Find every line below where the word "notified" occurs. Then say how many there are, giving only the number.
DATA EXCERPTS Block Start
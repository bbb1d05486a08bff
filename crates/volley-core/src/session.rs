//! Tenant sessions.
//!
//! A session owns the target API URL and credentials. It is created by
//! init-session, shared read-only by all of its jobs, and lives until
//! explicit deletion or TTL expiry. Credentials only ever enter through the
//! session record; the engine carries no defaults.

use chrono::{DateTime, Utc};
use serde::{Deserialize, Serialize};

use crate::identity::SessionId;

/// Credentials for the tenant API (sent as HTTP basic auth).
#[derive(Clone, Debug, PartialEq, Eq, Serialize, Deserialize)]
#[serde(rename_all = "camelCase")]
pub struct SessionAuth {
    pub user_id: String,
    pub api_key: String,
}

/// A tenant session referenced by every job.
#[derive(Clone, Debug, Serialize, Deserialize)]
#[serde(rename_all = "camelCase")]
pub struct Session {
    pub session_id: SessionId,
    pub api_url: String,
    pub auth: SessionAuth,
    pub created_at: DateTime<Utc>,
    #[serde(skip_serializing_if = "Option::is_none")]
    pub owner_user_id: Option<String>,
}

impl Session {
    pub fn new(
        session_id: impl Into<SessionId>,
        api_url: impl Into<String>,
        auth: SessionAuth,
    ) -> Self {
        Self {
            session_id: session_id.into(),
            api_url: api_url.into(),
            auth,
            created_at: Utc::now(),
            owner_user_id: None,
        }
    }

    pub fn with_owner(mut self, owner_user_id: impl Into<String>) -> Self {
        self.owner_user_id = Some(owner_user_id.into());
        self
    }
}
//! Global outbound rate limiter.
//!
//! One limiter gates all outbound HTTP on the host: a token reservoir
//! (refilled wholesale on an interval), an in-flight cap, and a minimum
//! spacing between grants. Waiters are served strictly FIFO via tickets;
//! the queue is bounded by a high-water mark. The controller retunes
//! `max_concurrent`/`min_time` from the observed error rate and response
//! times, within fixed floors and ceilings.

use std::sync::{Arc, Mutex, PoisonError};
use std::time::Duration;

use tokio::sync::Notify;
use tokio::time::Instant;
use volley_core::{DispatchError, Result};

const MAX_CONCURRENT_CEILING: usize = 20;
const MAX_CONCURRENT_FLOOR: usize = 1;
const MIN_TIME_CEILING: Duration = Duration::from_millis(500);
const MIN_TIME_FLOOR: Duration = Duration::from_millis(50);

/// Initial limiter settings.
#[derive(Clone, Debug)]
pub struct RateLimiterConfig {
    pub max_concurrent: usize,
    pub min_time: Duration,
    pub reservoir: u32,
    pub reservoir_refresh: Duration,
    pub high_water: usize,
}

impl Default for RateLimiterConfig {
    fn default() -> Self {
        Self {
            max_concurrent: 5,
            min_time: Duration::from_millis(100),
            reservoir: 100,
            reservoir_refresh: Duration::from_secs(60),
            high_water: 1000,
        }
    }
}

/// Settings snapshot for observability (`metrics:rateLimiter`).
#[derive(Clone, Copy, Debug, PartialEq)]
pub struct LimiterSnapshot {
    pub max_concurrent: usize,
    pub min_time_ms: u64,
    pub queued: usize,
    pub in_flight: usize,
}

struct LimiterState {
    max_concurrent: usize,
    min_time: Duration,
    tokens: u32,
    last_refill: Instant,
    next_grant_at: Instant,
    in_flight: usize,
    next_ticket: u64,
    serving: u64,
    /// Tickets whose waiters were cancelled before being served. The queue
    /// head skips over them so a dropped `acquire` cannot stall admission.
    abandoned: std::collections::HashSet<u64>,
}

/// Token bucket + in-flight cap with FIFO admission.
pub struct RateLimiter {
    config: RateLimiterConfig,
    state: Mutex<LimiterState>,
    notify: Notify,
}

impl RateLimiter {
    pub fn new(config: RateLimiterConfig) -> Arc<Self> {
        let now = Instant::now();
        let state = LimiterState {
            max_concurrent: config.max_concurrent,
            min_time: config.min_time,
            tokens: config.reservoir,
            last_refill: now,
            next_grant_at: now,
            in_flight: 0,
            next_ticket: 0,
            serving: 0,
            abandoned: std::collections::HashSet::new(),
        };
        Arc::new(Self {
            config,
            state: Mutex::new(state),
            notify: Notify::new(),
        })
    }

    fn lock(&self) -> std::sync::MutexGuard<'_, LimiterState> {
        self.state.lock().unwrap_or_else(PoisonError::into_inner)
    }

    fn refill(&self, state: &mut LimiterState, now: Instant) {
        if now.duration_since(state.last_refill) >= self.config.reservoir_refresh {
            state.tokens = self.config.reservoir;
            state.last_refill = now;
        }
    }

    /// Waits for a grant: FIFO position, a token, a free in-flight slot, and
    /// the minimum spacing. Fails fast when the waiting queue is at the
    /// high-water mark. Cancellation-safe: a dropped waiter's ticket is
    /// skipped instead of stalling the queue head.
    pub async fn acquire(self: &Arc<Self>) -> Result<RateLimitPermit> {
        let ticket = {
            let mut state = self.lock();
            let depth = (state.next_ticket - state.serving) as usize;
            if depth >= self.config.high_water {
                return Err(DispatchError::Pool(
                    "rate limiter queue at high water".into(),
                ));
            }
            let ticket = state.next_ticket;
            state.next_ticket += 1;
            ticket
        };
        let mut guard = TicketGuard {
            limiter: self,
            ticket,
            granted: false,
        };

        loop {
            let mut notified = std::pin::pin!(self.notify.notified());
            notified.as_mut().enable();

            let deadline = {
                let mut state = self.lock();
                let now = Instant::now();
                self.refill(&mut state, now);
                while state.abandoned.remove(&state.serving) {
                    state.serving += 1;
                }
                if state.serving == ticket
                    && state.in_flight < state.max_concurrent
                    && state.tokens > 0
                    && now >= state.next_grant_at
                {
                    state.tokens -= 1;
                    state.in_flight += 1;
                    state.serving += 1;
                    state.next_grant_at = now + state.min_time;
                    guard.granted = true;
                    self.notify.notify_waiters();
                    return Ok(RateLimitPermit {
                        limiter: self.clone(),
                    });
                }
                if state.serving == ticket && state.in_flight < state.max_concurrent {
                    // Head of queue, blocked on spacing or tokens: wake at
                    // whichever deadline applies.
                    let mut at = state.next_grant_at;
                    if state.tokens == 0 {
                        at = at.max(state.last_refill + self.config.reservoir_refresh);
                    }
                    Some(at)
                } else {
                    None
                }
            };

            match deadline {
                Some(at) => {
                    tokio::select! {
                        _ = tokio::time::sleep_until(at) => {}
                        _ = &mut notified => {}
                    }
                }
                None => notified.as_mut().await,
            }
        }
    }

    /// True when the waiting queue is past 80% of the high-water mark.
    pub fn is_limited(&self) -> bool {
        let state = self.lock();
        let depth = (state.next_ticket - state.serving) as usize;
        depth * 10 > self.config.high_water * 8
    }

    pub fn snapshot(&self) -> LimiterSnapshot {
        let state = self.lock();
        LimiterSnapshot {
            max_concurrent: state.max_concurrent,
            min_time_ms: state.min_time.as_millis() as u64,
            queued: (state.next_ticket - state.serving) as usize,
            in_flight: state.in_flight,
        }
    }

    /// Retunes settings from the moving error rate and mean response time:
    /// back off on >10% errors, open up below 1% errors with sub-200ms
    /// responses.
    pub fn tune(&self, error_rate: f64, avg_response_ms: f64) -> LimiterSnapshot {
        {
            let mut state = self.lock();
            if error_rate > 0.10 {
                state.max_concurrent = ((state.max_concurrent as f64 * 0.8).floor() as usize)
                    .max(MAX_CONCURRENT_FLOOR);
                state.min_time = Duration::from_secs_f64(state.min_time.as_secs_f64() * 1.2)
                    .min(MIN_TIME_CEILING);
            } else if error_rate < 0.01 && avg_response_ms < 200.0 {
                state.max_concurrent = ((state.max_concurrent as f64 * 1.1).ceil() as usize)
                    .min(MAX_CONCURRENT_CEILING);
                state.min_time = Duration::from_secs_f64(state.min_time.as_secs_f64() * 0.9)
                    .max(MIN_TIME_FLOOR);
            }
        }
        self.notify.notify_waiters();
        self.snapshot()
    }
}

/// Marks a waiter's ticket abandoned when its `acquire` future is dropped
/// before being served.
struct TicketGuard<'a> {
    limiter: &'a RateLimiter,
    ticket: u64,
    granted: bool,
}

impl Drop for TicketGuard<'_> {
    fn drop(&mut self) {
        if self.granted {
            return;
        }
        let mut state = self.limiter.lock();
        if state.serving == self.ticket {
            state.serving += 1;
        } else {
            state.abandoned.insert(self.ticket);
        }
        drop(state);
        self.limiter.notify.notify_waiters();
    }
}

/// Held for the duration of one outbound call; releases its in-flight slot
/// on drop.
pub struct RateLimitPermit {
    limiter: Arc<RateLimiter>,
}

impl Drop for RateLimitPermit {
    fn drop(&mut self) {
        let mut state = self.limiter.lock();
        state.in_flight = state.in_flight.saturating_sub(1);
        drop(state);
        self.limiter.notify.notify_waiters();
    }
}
DATA EXCERPTS Block End
### EXERCISE ANSWER
4